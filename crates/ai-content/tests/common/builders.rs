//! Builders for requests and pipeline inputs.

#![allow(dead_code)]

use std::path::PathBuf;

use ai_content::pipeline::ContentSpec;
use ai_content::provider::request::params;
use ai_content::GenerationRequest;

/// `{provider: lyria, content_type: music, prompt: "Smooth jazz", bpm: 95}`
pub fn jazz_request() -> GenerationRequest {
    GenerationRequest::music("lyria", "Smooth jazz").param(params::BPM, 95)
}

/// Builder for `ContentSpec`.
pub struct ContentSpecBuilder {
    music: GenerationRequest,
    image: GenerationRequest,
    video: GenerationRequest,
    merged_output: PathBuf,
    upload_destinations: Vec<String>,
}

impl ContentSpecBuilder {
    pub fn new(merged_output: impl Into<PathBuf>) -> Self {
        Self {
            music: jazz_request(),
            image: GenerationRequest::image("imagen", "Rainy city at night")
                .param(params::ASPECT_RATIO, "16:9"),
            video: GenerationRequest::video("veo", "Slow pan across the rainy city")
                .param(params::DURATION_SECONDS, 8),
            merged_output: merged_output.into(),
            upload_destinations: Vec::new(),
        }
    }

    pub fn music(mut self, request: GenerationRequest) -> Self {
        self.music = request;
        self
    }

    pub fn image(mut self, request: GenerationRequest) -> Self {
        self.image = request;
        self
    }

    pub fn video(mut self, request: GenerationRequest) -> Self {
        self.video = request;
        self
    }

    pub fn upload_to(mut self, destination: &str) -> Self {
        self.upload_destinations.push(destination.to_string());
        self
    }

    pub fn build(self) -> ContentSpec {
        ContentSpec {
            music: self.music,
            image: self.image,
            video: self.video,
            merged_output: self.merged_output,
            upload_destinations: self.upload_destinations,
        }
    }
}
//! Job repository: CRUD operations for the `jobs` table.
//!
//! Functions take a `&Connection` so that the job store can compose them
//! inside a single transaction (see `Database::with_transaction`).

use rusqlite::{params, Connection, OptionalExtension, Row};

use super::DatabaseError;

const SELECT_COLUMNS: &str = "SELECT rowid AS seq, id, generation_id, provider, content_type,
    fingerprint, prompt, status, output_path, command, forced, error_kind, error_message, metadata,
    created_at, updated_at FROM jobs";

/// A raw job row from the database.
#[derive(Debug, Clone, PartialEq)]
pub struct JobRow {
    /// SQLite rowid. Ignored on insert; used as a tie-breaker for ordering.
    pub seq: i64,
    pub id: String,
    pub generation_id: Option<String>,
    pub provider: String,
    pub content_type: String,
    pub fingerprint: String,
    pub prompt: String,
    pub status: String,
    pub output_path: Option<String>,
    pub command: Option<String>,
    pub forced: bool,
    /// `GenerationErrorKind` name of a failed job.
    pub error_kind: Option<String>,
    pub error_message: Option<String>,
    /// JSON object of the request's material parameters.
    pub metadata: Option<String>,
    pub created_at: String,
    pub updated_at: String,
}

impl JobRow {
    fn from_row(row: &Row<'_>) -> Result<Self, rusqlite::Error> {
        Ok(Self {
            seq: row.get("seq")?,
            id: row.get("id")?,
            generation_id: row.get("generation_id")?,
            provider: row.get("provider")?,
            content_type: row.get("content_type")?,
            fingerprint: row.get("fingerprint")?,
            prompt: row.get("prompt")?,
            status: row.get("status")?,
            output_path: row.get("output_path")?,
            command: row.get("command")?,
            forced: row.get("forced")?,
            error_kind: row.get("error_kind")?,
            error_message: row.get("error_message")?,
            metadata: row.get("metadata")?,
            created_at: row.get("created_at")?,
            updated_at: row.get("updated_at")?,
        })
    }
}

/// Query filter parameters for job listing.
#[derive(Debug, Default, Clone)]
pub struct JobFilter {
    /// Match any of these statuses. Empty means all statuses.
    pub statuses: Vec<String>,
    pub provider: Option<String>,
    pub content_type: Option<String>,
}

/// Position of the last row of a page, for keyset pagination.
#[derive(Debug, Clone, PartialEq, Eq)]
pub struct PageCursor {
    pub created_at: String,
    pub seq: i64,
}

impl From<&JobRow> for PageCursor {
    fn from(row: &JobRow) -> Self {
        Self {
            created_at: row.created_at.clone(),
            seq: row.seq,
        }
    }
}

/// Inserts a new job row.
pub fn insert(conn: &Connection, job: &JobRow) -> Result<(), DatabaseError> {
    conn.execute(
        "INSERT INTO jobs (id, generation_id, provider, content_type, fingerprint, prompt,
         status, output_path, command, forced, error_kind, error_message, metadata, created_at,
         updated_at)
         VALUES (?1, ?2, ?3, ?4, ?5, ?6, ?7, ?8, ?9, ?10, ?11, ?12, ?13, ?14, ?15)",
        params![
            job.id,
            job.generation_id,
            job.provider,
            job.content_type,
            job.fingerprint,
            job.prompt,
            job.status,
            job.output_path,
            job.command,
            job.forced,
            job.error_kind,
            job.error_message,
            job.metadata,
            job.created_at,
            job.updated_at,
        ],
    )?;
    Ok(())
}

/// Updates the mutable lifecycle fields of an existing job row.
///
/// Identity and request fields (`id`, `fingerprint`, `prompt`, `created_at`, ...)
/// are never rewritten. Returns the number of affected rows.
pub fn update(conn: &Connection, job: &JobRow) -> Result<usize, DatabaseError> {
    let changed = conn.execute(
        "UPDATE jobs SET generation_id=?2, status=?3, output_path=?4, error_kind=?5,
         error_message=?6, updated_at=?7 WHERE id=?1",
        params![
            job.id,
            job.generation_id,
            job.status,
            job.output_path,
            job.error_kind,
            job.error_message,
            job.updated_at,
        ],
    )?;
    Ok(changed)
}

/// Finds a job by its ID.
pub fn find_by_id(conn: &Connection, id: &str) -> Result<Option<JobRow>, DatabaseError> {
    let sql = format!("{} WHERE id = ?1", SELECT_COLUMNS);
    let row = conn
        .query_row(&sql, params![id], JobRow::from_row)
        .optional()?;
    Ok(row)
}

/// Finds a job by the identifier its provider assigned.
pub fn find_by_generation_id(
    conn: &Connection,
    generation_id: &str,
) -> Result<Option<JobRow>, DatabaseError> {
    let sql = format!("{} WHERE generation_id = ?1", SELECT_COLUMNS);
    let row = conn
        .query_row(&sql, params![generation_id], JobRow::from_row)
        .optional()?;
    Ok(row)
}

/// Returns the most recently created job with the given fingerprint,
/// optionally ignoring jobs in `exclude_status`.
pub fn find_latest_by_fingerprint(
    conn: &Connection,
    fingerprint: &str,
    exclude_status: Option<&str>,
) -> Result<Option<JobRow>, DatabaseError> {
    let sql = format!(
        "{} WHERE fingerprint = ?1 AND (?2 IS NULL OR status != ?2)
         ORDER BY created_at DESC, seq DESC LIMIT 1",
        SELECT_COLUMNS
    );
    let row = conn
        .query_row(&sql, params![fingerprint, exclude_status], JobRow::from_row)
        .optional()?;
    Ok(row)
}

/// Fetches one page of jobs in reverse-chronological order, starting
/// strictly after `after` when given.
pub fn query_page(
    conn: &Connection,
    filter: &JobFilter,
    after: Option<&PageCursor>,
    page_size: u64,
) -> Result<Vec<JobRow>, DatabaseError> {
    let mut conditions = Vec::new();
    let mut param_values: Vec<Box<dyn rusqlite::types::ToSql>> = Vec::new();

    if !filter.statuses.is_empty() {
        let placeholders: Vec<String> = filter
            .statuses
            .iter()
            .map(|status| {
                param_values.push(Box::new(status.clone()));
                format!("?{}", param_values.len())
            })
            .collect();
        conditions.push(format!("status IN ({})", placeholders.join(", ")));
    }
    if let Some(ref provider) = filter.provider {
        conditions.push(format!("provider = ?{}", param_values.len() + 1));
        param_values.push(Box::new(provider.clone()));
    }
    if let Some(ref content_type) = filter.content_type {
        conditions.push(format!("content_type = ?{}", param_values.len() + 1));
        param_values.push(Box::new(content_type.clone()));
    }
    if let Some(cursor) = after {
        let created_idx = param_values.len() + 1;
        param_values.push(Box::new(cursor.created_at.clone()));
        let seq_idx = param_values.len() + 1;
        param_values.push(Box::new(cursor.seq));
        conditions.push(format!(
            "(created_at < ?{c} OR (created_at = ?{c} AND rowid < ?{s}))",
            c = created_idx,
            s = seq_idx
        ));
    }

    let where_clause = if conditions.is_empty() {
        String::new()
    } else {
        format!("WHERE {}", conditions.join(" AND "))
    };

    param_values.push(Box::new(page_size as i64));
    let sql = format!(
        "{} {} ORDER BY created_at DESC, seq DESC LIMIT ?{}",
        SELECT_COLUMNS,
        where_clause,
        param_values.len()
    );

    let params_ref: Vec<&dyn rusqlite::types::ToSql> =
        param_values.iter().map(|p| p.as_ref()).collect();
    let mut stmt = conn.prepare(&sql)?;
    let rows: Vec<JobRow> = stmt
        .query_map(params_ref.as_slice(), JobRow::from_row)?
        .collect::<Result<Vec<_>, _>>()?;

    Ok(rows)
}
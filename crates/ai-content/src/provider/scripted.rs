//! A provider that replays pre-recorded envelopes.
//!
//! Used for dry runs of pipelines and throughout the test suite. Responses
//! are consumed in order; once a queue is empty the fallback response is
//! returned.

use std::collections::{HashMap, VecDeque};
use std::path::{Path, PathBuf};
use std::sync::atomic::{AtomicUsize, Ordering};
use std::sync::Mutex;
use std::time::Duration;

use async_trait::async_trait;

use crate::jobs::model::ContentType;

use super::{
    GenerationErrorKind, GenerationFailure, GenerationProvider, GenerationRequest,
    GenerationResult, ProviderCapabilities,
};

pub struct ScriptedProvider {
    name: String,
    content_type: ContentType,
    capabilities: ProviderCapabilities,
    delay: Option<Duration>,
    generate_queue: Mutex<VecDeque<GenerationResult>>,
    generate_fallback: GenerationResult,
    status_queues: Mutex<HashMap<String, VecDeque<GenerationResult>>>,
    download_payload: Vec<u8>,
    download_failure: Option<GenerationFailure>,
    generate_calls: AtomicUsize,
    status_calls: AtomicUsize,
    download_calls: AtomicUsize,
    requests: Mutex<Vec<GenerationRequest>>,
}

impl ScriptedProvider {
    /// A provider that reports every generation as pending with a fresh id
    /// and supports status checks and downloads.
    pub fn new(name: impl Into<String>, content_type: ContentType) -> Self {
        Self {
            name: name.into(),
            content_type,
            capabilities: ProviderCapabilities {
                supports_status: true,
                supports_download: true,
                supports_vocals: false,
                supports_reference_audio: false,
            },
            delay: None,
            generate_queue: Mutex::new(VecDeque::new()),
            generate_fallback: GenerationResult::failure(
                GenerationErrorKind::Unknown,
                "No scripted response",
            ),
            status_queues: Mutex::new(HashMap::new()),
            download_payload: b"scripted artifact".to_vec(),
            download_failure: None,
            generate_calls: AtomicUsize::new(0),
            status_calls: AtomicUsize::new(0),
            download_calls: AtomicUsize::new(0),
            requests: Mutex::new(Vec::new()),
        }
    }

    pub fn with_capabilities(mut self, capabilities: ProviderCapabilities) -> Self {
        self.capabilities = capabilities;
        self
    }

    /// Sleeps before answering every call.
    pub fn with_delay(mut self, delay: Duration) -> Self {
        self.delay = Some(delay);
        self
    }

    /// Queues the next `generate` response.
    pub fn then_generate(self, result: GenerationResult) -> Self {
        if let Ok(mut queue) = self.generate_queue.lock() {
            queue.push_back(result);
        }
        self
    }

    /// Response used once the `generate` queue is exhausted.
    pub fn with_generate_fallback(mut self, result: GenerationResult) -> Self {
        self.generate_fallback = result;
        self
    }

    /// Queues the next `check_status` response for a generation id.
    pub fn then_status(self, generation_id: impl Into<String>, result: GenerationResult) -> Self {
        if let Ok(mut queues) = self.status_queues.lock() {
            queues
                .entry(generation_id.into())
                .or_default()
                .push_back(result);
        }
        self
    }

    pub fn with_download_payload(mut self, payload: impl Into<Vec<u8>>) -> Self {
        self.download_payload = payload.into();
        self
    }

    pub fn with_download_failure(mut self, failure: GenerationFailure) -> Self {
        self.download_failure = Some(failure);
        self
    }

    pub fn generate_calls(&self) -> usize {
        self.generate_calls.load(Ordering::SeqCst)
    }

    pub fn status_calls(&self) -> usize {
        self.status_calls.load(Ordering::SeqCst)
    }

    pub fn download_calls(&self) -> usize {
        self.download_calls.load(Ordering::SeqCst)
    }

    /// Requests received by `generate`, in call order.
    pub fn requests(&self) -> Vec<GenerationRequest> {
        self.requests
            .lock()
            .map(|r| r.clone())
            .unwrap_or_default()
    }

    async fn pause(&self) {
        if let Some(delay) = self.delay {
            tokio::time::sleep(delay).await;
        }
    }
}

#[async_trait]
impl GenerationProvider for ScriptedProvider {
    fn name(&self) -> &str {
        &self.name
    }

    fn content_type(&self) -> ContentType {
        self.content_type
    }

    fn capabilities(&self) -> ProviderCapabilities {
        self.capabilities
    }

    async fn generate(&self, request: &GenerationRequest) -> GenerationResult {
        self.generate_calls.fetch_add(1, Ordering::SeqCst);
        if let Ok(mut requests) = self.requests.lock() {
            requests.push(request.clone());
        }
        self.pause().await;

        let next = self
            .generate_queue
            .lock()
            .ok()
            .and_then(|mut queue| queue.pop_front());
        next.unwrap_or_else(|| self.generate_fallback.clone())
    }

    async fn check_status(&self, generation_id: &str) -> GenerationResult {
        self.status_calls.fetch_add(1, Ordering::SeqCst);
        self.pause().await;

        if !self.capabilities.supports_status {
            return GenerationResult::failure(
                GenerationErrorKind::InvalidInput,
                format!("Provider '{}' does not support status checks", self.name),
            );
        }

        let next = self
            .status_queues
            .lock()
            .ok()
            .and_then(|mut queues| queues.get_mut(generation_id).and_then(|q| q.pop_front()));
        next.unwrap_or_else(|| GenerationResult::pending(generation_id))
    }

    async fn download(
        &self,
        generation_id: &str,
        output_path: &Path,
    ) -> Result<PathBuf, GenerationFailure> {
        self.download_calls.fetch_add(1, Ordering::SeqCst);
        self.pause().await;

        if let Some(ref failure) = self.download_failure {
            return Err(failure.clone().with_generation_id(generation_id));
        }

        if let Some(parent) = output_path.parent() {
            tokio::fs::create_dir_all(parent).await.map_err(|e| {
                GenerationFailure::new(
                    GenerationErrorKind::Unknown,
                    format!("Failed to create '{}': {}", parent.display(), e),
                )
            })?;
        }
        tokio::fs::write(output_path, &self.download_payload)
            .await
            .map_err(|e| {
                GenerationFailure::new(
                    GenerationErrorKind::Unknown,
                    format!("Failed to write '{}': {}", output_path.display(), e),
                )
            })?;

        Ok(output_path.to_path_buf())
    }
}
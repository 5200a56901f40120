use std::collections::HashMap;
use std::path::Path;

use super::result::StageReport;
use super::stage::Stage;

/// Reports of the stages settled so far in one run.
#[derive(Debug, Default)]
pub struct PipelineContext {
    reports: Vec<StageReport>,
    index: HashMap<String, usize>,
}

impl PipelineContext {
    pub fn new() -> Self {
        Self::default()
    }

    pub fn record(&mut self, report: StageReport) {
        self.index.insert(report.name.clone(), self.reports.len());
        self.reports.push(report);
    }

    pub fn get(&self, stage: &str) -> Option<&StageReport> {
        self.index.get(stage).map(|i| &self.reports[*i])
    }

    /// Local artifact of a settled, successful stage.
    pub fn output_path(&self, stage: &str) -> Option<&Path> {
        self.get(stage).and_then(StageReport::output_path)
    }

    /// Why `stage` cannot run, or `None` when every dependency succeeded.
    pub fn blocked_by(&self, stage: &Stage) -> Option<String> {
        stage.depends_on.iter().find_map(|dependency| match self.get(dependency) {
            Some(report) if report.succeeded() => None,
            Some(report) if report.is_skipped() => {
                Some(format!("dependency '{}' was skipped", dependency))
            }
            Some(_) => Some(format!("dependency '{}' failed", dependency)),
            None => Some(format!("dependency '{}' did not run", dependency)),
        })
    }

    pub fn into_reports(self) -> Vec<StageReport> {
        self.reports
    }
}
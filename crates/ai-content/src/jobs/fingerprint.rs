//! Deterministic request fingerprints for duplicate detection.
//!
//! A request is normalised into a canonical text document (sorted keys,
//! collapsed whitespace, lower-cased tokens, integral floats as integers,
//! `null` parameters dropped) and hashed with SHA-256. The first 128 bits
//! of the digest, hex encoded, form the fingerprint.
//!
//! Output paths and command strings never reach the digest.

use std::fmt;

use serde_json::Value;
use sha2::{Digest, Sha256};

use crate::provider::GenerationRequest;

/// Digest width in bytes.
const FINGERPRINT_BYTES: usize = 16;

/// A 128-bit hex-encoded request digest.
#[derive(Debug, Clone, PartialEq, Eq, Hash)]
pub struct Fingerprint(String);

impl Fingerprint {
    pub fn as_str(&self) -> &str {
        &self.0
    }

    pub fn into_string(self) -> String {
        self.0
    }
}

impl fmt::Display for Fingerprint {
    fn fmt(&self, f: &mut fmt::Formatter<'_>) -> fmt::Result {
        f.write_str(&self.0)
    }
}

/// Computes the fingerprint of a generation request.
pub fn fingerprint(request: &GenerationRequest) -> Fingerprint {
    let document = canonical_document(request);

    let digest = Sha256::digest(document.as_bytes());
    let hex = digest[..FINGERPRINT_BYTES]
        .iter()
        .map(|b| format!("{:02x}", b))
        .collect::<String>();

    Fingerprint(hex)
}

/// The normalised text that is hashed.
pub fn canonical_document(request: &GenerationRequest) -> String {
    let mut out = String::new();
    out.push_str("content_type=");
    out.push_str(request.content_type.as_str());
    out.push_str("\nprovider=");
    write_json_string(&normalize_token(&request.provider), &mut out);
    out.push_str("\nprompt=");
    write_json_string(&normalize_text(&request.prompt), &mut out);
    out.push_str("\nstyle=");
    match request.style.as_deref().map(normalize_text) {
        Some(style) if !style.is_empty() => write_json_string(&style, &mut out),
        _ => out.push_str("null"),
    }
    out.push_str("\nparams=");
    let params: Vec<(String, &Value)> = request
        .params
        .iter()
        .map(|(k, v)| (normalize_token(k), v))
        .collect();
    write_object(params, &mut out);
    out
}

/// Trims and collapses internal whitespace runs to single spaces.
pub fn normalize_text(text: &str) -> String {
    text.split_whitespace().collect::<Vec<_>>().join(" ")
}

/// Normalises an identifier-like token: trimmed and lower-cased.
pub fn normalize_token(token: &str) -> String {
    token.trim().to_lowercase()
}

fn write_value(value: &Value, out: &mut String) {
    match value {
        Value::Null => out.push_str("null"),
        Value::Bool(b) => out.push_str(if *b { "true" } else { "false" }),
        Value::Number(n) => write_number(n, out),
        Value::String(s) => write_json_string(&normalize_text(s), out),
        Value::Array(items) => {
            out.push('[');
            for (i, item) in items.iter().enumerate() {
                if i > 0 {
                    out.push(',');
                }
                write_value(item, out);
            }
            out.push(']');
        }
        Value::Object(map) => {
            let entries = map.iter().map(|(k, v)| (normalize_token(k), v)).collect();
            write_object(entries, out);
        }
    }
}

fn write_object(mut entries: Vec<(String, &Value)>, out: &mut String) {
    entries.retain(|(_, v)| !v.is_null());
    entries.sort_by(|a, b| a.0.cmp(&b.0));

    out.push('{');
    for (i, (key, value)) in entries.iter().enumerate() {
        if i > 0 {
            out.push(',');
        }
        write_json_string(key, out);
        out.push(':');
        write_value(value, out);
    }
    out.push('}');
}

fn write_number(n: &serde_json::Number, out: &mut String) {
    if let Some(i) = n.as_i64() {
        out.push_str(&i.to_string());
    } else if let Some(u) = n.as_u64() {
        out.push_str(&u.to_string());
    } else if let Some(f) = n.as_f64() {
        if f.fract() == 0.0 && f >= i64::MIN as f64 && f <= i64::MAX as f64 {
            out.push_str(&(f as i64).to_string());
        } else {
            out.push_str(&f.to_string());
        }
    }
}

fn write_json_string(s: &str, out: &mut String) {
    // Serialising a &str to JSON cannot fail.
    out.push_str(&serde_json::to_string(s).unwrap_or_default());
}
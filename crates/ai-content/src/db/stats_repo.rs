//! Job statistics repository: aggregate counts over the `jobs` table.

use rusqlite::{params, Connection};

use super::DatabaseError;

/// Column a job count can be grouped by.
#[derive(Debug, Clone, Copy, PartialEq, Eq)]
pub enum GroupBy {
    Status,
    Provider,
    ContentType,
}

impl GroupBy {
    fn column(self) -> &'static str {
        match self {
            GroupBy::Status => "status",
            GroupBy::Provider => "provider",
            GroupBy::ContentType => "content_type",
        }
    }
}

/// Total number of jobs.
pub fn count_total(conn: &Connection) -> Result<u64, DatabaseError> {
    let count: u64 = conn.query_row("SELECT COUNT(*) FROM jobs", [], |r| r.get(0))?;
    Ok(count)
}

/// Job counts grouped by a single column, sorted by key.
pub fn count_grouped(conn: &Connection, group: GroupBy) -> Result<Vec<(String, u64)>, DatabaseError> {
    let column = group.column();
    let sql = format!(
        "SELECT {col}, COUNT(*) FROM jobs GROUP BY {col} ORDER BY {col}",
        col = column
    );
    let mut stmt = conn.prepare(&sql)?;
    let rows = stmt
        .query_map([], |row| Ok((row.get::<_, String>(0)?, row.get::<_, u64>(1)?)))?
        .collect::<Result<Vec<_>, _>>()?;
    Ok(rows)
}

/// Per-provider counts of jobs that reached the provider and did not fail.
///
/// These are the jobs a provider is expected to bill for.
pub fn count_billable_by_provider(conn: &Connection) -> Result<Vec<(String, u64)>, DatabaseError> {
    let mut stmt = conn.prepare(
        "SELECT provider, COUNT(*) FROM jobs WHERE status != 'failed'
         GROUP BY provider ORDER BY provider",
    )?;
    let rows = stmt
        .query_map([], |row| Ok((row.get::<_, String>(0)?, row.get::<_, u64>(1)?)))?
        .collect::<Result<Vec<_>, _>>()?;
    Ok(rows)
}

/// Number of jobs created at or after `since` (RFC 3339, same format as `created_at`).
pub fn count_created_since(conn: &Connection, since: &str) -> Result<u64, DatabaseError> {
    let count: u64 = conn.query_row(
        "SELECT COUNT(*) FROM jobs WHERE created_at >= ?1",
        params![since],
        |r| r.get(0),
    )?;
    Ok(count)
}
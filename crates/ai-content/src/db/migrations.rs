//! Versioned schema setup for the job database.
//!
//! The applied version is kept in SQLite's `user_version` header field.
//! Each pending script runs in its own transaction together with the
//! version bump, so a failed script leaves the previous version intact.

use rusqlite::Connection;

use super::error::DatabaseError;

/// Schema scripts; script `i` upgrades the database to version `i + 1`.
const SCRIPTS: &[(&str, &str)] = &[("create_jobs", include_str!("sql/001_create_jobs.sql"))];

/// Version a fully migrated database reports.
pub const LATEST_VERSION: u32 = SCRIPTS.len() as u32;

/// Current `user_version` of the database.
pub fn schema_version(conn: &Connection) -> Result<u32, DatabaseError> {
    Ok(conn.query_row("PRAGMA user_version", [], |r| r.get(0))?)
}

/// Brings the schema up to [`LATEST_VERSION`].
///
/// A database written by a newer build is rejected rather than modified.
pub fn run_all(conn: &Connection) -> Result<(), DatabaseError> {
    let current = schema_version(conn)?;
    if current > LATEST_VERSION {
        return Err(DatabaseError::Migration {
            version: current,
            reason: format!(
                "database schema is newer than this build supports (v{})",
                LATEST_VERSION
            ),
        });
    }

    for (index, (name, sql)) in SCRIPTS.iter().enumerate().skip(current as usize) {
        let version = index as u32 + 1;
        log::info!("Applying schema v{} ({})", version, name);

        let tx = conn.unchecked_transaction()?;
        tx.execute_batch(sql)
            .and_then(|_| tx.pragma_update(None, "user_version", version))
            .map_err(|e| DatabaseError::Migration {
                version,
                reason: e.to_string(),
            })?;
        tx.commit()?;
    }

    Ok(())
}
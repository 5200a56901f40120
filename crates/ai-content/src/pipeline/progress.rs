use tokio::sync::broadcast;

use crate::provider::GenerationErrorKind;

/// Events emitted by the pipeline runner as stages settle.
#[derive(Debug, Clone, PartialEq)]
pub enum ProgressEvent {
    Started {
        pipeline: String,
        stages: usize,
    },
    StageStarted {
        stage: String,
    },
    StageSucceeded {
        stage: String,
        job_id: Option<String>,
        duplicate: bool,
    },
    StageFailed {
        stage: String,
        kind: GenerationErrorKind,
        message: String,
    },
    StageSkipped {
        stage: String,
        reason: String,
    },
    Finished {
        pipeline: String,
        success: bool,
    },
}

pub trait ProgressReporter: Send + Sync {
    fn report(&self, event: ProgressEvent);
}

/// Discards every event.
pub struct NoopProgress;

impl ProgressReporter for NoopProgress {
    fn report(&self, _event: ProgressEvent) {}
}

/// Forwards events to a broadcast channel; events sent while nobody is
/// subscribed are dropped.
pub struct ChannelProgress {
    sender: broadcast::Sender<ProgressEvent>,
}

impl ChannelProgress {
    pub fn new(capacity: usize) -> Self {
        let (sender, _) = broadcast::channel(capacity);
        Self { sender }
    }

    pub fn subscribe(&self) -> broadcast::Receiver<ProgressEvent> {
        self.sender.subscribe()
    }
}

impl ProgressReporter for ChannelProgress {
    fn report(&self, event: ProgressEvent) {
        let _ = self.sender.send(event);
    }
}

┄┄┄┄┄┄┄┄┄┄┄┄┄┄┄┄┄┄┄┄

Wherever the word "PageCursor" appears in the entries above, copy that whole line.

- **Reply to the task**
pub struct PageCursor {
impl From<&JobRow> for PageCursor {
    after: Option<&PageCursor>,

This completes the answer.